Shame is a stronger, more-lasting emotion than love or grief. It’s can stain one’s soul in shades that never lighten or fade with time. Sex is so often the earliest lesson plan in shame. There are expectations and attitudes which are acceptable within contexts we learn through trial and error, standards to cleave to demonstrate self-respect and control, and perversions and desires to swallow lest one lose one’s reputation or oneself entirely. I carry my sexual shame on my shoulders. I’ve earned its weight.

Two years ago I spent months crying in a dark basement with the sensation that I was coming apart inside, that each synapse was burning to break my body. I lost days. I drank to sleep, to not be. I chased anti-anxiety drugs with every drink I could get and hold down before passing into the black. But the drinking never led to deliverance, and some nights my shadow self came up from all that hurt, loneliness, and wanting to matter, and spoke for me, message for me, though for me, was me. The shame comes from the fact that regardless of how sick I was, what I did was my fault. It echoes from the fact that I have the seeds of my own destruction planted fertile inside my soul, that I am the gardener for my shadow self. The shame leaves scars that no matter who I was then, what my mind or perception of reality was, there is only me. If I break, I break myself.

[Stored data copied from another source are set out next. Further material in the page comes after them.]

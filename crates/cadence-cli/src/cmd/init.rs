use cadence_core::facade::Facade;
use std::path::Path;

pub fn run(root: &Path, name: Option<&str>) -> anyhow::Result<()> {
    let project_name = match name {
        Some(name) => name.to_string(),
        None => root
            .file_name()
            .map(|n| n.to_string_lossy().into_owned())
            .unwrap_or_else(|| "project".to_string()),
    };
    Facade::init(root, &project_name)?;
    println!("initialized cadence project '{project_name}' at {}", root.display());
    Ok(())
}

pub fn backup(root: &Path) -> anyhow::Result<()> {
    let facade = Facade::open(root)?;
    let dest = facade.backup()?;
    println!("backed up data to {}", dest.display());
    Ok(())
}
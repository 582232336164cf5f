//! CRUD, estimation, sprint planning, velocity, and burndown over the
//! persistence store. Every operation validates its inputs and persists
//! before returning.

use crate::bug::Bug;
use crate::config::Config;
use crate::epic::Epic;
use crate::error::{CadenceError, Result};
use crate::estimate;
use crate::ident::{self, IdKind};
use crate::roadmap::Roadmap;
use crate::sprint::{BurndownPoint, Sprint};
use crate::story::Story;
use crate::store::{DataStore, EntityKind};
use crate::task::{Task, DEFAULT_ESTIMATED_HOURS};
use crate::types::{
    is_valid_points, BugStatus, ItemKind, Priority, Severity, SprintStatus, StoryStatus,
    TaskStatus, POINT_SCALE,
};
use chrono::{Duration, Utc};
use serde::Serialize;
use std::collections::BTreeMap;
use std::sync::{Mutex, MutexGuard, OnceLock};

/// Process-wide gate serializing Active-sprint transitions. The only global
/// mutable state in the core.
static ACTIVE_SPRINT_GATE: OnceLock<Mutex<()>> = OnceLock::new();

fn active_sprint_gate() -> MutexGuard<'static, ()> {
    ACTIVE_SPRINT_GATE
        .get_or_init(|| Mutex::new(()))
        .lock()
        .unwrap_or_else(|poisoned| poisoned.into_inner())
}

// ---------------------------------------------------------------------------
// Input records
// ---------------------------------------------------------------------------

#[derive(Debug, Clone, Default)]
pub struct NewStory {
    pub title: String,
    pub role: String,
    pub want: String,
    pub benefit: String,
    pub acceptance_criteria: Vec<String>,
    pub priority: Priority,
    pub epic_id: Option<String>,
}

#[derive(Debug, Clone, Default)]
pub struct NewTask {
    pub story_id: String,
    pub title: String,
    pub description: String,
    pub technical_details: String,
    pub estimated_hours: Option<f64>,
    pub test_criteria: Vec<String>,
    pub dependencies: Vec<String>,
    pub priority: Priority,
}

#[derive(Debug, Clone, Default)]
pub struct NewBug {
    pub title: String,
    pub description: String,
    pub steps_to_reproduce: Vec<String>,
    pub expected: String,
    pub actual: String,
    pub severity: Severity,
    pub priority: Priority,
    pub story_points: Option<u32>,
}

#[derive(Debug, Clone, Copy)]
pub enum EstimateMode {
    Auto,
    Points(u32),
}

// ---------------------------------------------------------------------------
// Reports
// ---------------------------------------------------------------------------

#[derive(Debug, Clone, Serialize)]
pub struct BacklogReport {
    pub backlog_stories: usize,
    pub open_bugs: usize,
    pub total_points: u32,
    /// Point weight of unfinished tasks, derived from their hour estimates.
    pub open_task_points: u32,
    pub estimated_sprints: f64,
    pub critical_bugs: usize,
}

#[derive(Debug, Clone, Serialize)]
pub struct SprintReport {
    pub sprint_id: String,
    pub name: String,
    pub goal: String,
    pub status: SprintStatus,
    pub committed_points: u32,
    pub completed_points: u32,
    pub completion_percent: f64,
    pub stories: usize,
    pub bugs: usize,
    pub burndown: Vec<BurndownPoint>,
}

// ---------------------------------------------------------------------------
// ScrumManager
// ---------------------------------------------------------------------------

pub struct ScrumManager {
    store: DataStore,
    config: Config,
}
//! Contract surface for the external issue-tracker sync collaborator.
//!
//! The core exposes a queue for inbound "item updated" events normalized to
//! the internal model, and an outbound hook fired on story and task state
//! changes. No sync business logic lives here.

use crate::types::TaskStatus;
use chrono::{DateTime, Utc};
use serde::{Deserialize, Serialize};
use std::collections::VecDeque;
use std::sync::Mutex;

// ---------------------------------------------------------------------------
// Inbound
// ---------------------------------------------------------------------------

#[derive(Debug, Clone, Copy, PartialEq, Eq, Serialize, Deserialize)]
#[serde(rename_all = "snake_case")]
pub enum UpdateKind {
    Story,
    Task,
    Bug,
}

/// An externally-sourced update, already normalized to internal field names.
#[derive(Debug, Clone, Serialize, Deserialize)]
pub struct ItemUpdate {
    pub kind: UpdateKind,
    /// Internal ID, when the external system knows it.
    #[serde(default, skip_serializing_if = "Option::is_none")]
    pub id: Option<String>,
    /// Key in the external tracker (e.g. "PROJ-123").
    pub external_key: String,
    #[serde(default, skip_serializing_if = "Option::is_none")]
    pub title: Option<String>,
    #[serde(default, skip_serializing_if = "Option::is_none")]
    pub status: Option<String>,
    #[serde(default, skip_serializing_if = "Option::is_none")]
    pub story_points: Option<u32>,
    pub received_at: DateTime<Utc>,
}

/// FIFO queue of inbound updates, drained by the sync collaborator's
/// consumer loop.
#[derive(Default)]
pub struct SyncQueue {
    inbound: Mutex<VecDeque<ItemUpdate>>,
}

impl SyncQueue {
    pub fn new() -> Self {
        Self::default()
    }

    pub fn enqueue(&self, update: ItemUpdate) {
        self.inbound
            .lock()
            .unwrap_or_else(|poisoned| poisoned.into_inner())
            .push_back(update);
    }

    pub fn dequeue(&self) -> Option<ItemUpdate> {
        self.inbound
            .lock()
            .unwrap_or_else(|poisoned| poisoned.into_inner())
            .pop_front()
    }

    pub fn len(&self) -> usize {
        self.inbound
            .lock()
            .unwrap_or_else(|poisoned| poisoned.into_inner())
            .len()
    }

    pub fn is_empty(&self) -> bool {
        self.len() == 0
    }
}

// ---------------------------------------------------------------------------
// Outbound
// ---------------------------------------------------------------------------

/// Notification of an internal state change, handed to registered hooks.
#[derive(Debug, Clone, Serialize)]
pub struct ChangeNotice {
    pub kind: UpdateKind,
    pub id: String,
    pub status: String,
    pub at: DateTime<Utc>,
}

impl ChangeNotice {
    pub fn task(id: &str, status: TaskStatus) -> Self {
        Self {
            kind: UpdateKind::Task,
            id: id.to_string(),
            status: status.to_string(),
            at: Utc::now(),
        }
    }

    pub fn story(id: &str, status: &str) -> Self {
        Self {
            kind: UpdateKind::Story,
            id: id.to_string(),
            status: status.to_string(),
            at: Utc::now(),
        }
    }
}

type Hook = Box<dyn Fn(&ChangeNotice) + Send>;

/// Registry of outbound hooks; firing is synchronous and in-order.
#[derive(Default)]
pub struct ChangeHooks {
    hooks: Mutex<Vec<Hook>>,
}

impl ChangeHooks {
    pub fn new() -> Self {
        Self::default()
    }

    pub fn register<F>(&self, hook: F)
    where
        F: Fn(&ChangeNotice) + Send + 'static,
    {
        self.hooks
            .lock()
            .unwrap_or_else(|poisoned| poisoned.into_inner())
            .push(Box::new(hook));
    }

    pub fn fire(&self, notice: &ChangeNotice) {
        let hooks = self
            .hooks
            .lock()
            .unwrap_or_else(|poisoned| poisoned.into_inner());
        for hook in hooks.iter() {
            hook(notice);
        }
    }
}

// ---------------------------------------------------------------------------
// Tests
// ---------------------------------------------------------------------------
// ---------------------------------------------------------------------------
// Tests
// ---------------------------------------------------------------------------

#[cfg(test)]
mod tests {
    use super::*;
    use crate::types::Priority;
    use std::sync::Mutex;
    use tempfile::TempDir;

    fn facade(dir: &TempDir) -> Facade {
        Facade::init(dir.path(), "cadence-test").unwrap()
    }

    #[test]
    fn init_is_idempotent_and_seeds_state() {
        let dir = TempDir::new().unwrap();
        let _first = facade(&dir);
        let second = facade(&dir);

        // Data files, agent descriptors, and a seeded roadmap exist.
        assert!(dir.path().join(".cadence/data/stories.json").exists());
        assert!(dir
            .path()
            .join(".cadence/agents/python-engineer.yaml")
            .exists());
        let roadmaps = second
            .scrum()
            .store()
            .load::<Roadmap>(crate::store::EntityKind::Roadmaps)
            .unwrap();
        assert_eq!(roadmaps.len(), 1);
        let roadmap = roadmaps.values().next().unwrap();
        assert_eq!(roadmap.milestones.len(), 4);
    }

    #[test]
    fn open_requires_initialization() {
        let dir = TempDir::new().unwrap();
        assert!(matches!(
            Facade::open(dir.path()),
            Err(CadenceError::NotInitialized)
        ));
    }

    #[test]
    fn assign_agent_requires_known_agent() {
        let dir = TempDir::new().unwrap();
        let facade = facade(&dir);
        let story = facade
            .create_story(NewStory {
                title: "Login".to_string(),
                role: "user".to_string(),
                want: "login".to_string(),
                benefit: "access".to_string(),
                priority: Priority::High,
                ..NewStory::default()
            })
            .unwrap();
        let task = facade
            .create_task(NewTask {
                story_id: story.id.clone(),
                title: "build it".to_string(),
                ..NewTask::default()
            })
            .unwrap();

        let err = facade.assign_agent(&task.id, "nobody").unwrap_err();
        assert_eq!(err.kind(), "not_found");
        facade.assign_agent(&task.id, "python-engineer").unwrap();
    }

    #[test]
    fn change_hooks_fire_on_task_changes() {
        let dir = TempDir::new().unwrap();
        let facade = facade(&dir);
        let seen: Arc<Mutex<Vec<String>>> = Arc::new(Mutex::new(Vec::new()));
        let sink = Arc::clone(&seen);
        facade
            .change_hooks()
            .register(move |notice| sink.lock().unwrap().push(notice.id.clone()));

        let story = facade
            .create_story(NewStory {
                title: "Login".to_string(),
                role: "user".to_string(),
                want: "login".to_string(),
                benefit: "access".to_string(),
                ..NewStory::default()
            })
            .unwrap();
        facade
            .create_task(NewTask {
                story_id: story.id.clone(),
                title: "build it".to_string(),
                ..NewTask::default()
            })
            .unwrap();

        let seen = seen.lock().unwrap();
        assert_eq!(seen.len(), 2);
        assert!(seen[0].starts_with("US-"));
        assert!(seen[1].starts_with("TASK-"));
    }

    #[test]
    fn list_filters_by_status() {
        let dir = TempDir::new().unwrap();
        let facade = facade(&dir);
        facade
            .create_story(NewStory {
                title: "Login".to_string(),
                role: "user".to_string(),
                want: "login".to_string(),
                benefit: "access".to_string(),
                ..NewStory::default()
            })
            .unwrap();

        match facade.list(ListKind::Stories, Some("backlog")).unwrap() {
            Listing::Stories(stories) => assert_eq!(stories.len(), 1),
            other => panic!("unexpected listing: {other:?}"),
        }
        match facade.list(ListKind::Stories, Some("done")).unwrap() {
            Listing::Stories(stories) => assert!(stories.is_empty()),
            other => panic!("unexpected listing: {other:?}"),
        }
    }

    #[test]
    fn status_reports_backlog_and_agents() {
        let dir = TempDir::new().unwrap();
        let facade = facade(&dir);
        let report = facade.status().unwrap();
        assert_eq!(report.project, "cadence-test");
        assert!(report.active_sprint.is_none());
        assert!(report.agents > 10);
    }

    #[test]
    fn sync_queue_is_exposed() {
        let dir = TempDir::new().unwrap();
        let facade = facade(&dir);
        assert!(facade.sync_queue().is_empty());
    }
}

Addiction is a familiar symptom for those who are miswired like me, who lack the right hormones in the correct amount, and who subconsciously run after ways to spike their dopamine levels to feel better, or their stress hormones to feel at all since. You see what is not common knowledge to the uninitiated is that severe depression isn’t simply sadness and a sense of worthlessness, but when it’s at its height it feels like nothing at all. No joy or sadness. No hopes or fears. Simply an unending, impenetrable grey abyss rolling endless into the horizon of nothing matters or will. My drinking began as a way to fight to feel, to cut the bonds that held me from chasing the drive inside myself that promised release and sensation. I drank not to be me, but when I wasn’t me I was only the most base, crude, hypersexual version of myself reaching out to anyone at hand to feel wanted, important, that I mattered. That part of myself, more than any sense of loneliness, fear, or not meaning much at all, frightens me more than any other. It’s ruined friendships I cherished, cost my reputation and respect with others, and exposed the worst part of myself, the part that I fight to bury in the night soil of my heart, to those who had no want to see it. Who saw it as the real me.

Hypersexuality is a common symptom for those with Bipolar since the hormones which lead to a feeling of well-being, of bonding and security, are flood the bloodstream during sexual excitement. I’ve been hypersexual since I was a child, before the decades of therapists and doctors came to help me understand myself and medicate, and most everything I regret in my life results from choices I made when my mind was not mine, and was. I am guilty of so many moral failings that to catalog them here is more than I can carry. When I haven’t been strong or given in to the shift inside, I’ve exposed every part of myself in public and private to scavenge a rush of endorphins mindless beyond the present. The times I found escape where never worth the harm I caused to myself, my relationships, and most importantly to those who there is no way to apologize and make it right.

Shame presses me each day whether it be embarrassment over instances in which I didn’t hold tighter discipline over my mind, fight harder not to go under the waves of swelling bad thoughts and misperceptions, or simple regrets that in moments when I had the chance to be a better person I failed time again. I am ashamed that in evening weakness I’ve let go of the grips on my stability out of weakness or familiarity with falling apart. I am ashamed that I can’t remember conversations that cost me friends, of wrong turns spun down so willfully self-destructive, and that even though I understand the nature of my illness and the hurt I’ve caused when reckless or lost that in the end the blame. There is no feeling worse than hurting someone who didn’t mean to, no terror like waking up out of a blind drunk night wondering who you were and whom you need to apologize too, and no shame as cutting as one born from allowing oneself to turn into a person you hate because in the instant when control is in your hands, if only loosely, the shadow part of yourself is given reign because being out of control, erased, chasing chaos feels familiar—in a sick way feels like a safe return to the worthless person a part of you will always see as you at heart.

In the past, I struggled worse than I am at the time of this writing, but my shame is as tangible now as the keys beneath my fingers. I’ve often wondered if part of the stigma attached to my condition Bipolar II comes from an inability to convey in language both what living with it is like, as well as to the impossible task of rationalizing the self-destructive, abusive, and desperate lengths they lead myself and others to.

I earned the shame I carry through sleazy conversations I can’t remember, pornographic texts and web chats, and learning to late that my fight to keep the shade of me I fear most in the dark is a daily one. I’m insecure. I don’t like myself. I wish I were better. I’m afraid of who I am to other people and that causes me to desperately stay secluded while aching to be part of a circle of people who understand. But in the end, these are feelings I own, thoughts that will arise and move on. There’s a shadow inside me, but my shame is a tool. It teaches me to stay vigilant. It drops me humble. It reminds me of what I lose when I lose myself, but own the blame alone.